Aunque sigas amando los éxitos de ayer, la nueva estrella del firmamento de los videojuegos, la empresa francesa Demain —que quiere decir “mañana” — ha desarrollado una clase diferente de casete para que juegues en tu sistema doméstico Atari, Intellivision y Odyssey. El primer casete, el juego de pesquisa Un caballero para recordar, estará en los negocios este mes. Es el primer juego adaptable a los tres sistemas líderes de videojuegos.
En una publicidad, el jefe de investigación y desarrollo de la empresa, Jean-Michel Horne, decía: “Gracias a un revolucionario y poderoso nuevo chip que hemos desarrollado, la gráfica y el juego serán más específicos y excitantes que nunca”.
Un caballero para recordar se venderá a 34 dólares y será enviado con un cupón de descuento para el próximo lanzamiento de la empresa, el juego del superhéroe Osberman.
Hood se dio un momento para observar el artículo y sopesar las implicaciones. Eso le sirvió para acomodar algunas piezas.
Nancy robó los originales de un nuevo chip y los vendió a una empresa, posiblemente —no, probablemente— a esta Demain. Gerard, un racista, gana fortunas fabricando videojuegos. Solapadamente pone dinero en juegos de odio.
¿Pero por qué? ¿Por hobby? Por cierto que no. Pequeñas dosis de odio como ésas resultarían demasiado efímeras e insatisfactorias para un hombre como el que había descrito Richard Hausen.

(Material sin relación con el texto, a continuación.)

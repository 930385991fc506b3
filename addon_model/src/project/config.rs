//! Pack manifest configuration and version triples.

use serde::{Deserialize, Serialize};

use crate::content::non_empty;
use crate::error::{ModelError, ModelResult};
use crate::kinds::AddonType;

/// Pack name used when none is given.
pub const DEFAULT_PACK_NAME: &str = "My Addon";

/// Author listed when none is given.
pub const DEFAULT_AUTHOR: &str = "Anonymous";

/// A `major.minor.patch` version as the pack format stores it.
#[derive(Debug, Clone, Copy, PartialEq, Eq, PartialOrd, Ord, Hash, Serialize, Deserialize)]
pub struct VersionTriple(pub [u32; 3]);

impl VersionTriple {
    /// Parse a dotted triple such as `1.20.0`.
    ///
    /// Exactly three segments are accepted and each must be a non-negative
    /// decimal integer. `field` names the source in the error.
    pub fn parse(field: &'static str, value: &str) -> ModelResult<Self> {
        let invalid = |reason: String| ModelError::InvalidVersion {
            field,
            value: value.to_string(),
            reason,
        };

        let segments: Vec<&str> = value.trim().split('.').collect();
        if segments.len() != 3 {
            return Err(invalid(format!(
                "expected three dot-separated numbers, found {}",
                segments.len()
            )));
        }

        let mut parts = [0u32; 3];
        for (slot, segment) in parts.iter_mut().zip(&segments) {
            if segment.is_empty() || !segment.bytes().all(|b| b.is_ascii_digit()) {
                return Err(invalid(format!("\"{segment}\" is not a non-negative integer")));
            }
            *slot = segment
                .parse()
                .map_err(|_| invalid(format!("\"{segment}\" is out of range")))?;
        }

        Ok(Self(parts))
    }

    /// The three components.
    pub fn parts(&self) -> [u32; 3] {
        self.0
    }
}

impl std::fmt::Display for VersionTriple {
    fn fmt(&self, f: &mut std::fmt::Formatter<'_>) -> std::fmt::Result {
        let [major, minor, patch] = self.0;
        write!(f, "{major}.{minor}.{patch}")
    }
}

/// Settings for the pack manifests.
#[derive(Debug, Clone, PartialEq, Eq, Serialize, Deserialize)]
#[serde(default)]
pub struct ManifestConfig {
    pub pack_name: String,
    pub pack_description: String,
    /// Dotted triple, e.g. `1.0.0`.
    pub pack_version: String,
    /// Dotted triple, e.g. `1.20.0`.
    pub min_engine_version: String,
    pub author: String,
    pub addon_type: AddonType,
}

impl Default for ManifestConfig {
    fn default() -> Self {
        Self {
            pack_name: DEFAULT_PACK_NAME.to_string(),
            pack_description: String::new(),
            pack_version: "1.0.0".to_string(),
            min_engine_version: "1.20.0".to_string(),
            author: String::new(),
            addon_type: AddonType::Complete,
        }
    }
}

impl ManifestConfig {
    /// Create a configuration for the named pack.
    pub fn new(pack_name: impl Into<String>) -> Self {
        Self {
            pack_name: pack_name.into(),
            ..Default::default()
        }
    }

    /// Set the description.
    pub fn with_description(mut self, description: impl Into<String>) -> Self {
        self.pack_description = description.into();
        self
    }

    /// Set the author.
    pub fn with_author(mut self, author: impl Into<String>) -> Self {
        self.author = author.into();
        self
    }

    /// Set the pack version string.
    pub fn with_version(mut self, version: impl Into<String>) -> Self {
        self.pack_version = version.into();
        self
    }

    /// Set the minimum engine version string.
    pub fn with_min_engine_version(mut self, version: impl Into<String>) -> Self {
        self.min_engine_version = version.into();
        self
    }

    /// Set which packs to produce.
    pub fn with_addon_type(mut self, addon_type: AddonType) -> Self {
        self.addon_type = addon_type;
        self
    }

    /// Pack name with the empty-field default applied.
    pub fn effective_pack_name(&self) -> &str {
        non_empty(&self.pack_name, DEFAULT_PACK_NAME)
    }

    /// Author with the empty-field default applied.
    pub fn effective_author(&self) -> &str {
        non_empty(&self.author, DEFAULT_AUTHOR)
    }

    /// Parsed pack version.
    pub fn parsed_pack_version(&self) -> ModelResult<VersionTriple> {
        VersionTriple::parse("pack_version", &self.pack_version)
    }

    /// Parsed minimum engine version.
    pub fn parsed_min_engine_version(&self) -> ModelResult<VersionTriple> {
        VersionTriple::parse("min_engine_version", &self.min_engine_version)
    }

    /// Filesystem-safe rendering of the pack name.
    pub fn slug(&self) -> String {
        slugify(self.effective_pack_name())
    }
}

/// Lowercase `name`, replacing every character outside `[A-Za-z0-9]` with `_`.
pub fn slugify(name: &str) -> String {
    name.chars()
        .map(|c| {
            if c.is_ascii_alphanumeric() {
                c.to_ascii_lowercase()
            } else {
                '_'
            }
        })
        .collect()
}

Supongamos que fabrica juegos de odio, pensó Hood. El hijo de Charlie Squires había descubierto uno. ¿Y si pertenecía a Dominique? ¿Acaso Gerard estaría utilizando la Internet para enviarlos a todo el mundo?
Nuevamente, pensó Hood, supongamos que sí. ¿Para qué lo haría?
No sólo para ganar dinero. Por lo que Hausen había dicho, Gerard tenía más que suficiente.
Debería tener algo más grande en mente, pensó Hood. Juegos de odio en Internet. Amenazas a Hausen. ¿Todo estaba planeado para coincidir con los Días de Caos?
Sus especulaciones no lo llevaban a ninguna parte. Faltaban demasiadas piezas, y había una persona que tal vez podría — ¿pero estaría dispuesta?— darle la información que necesitaba.
—Herr Hausen —dijo Hood—, ¿le molestaría si tomo prestado a su chofer por un rato?
—En absoluto —respondió Hausen—. ¿Necesita algo más?
—Por el momento no, gracias —dijo Hood—. Matt, por favor envíale ese artículo al general Rodgers. Dile que este Dominique puede ser nuestro fabricante de juegos de odio. Si hay algo más...
—Lo conseguiremos —dijo Stoll—. Sus deseos son órdenes para mí.
—Aprecio tu gentileza —dijo Hood, palmeando a Stoll en la espalda y dirigiéndose a la puerta.
Al ver a Hood atravesando el área de recepción, Matt Stoll volvió a cruzarse de brazos y dijo:
—No tengo la menor duda. Mi jefe es Superman.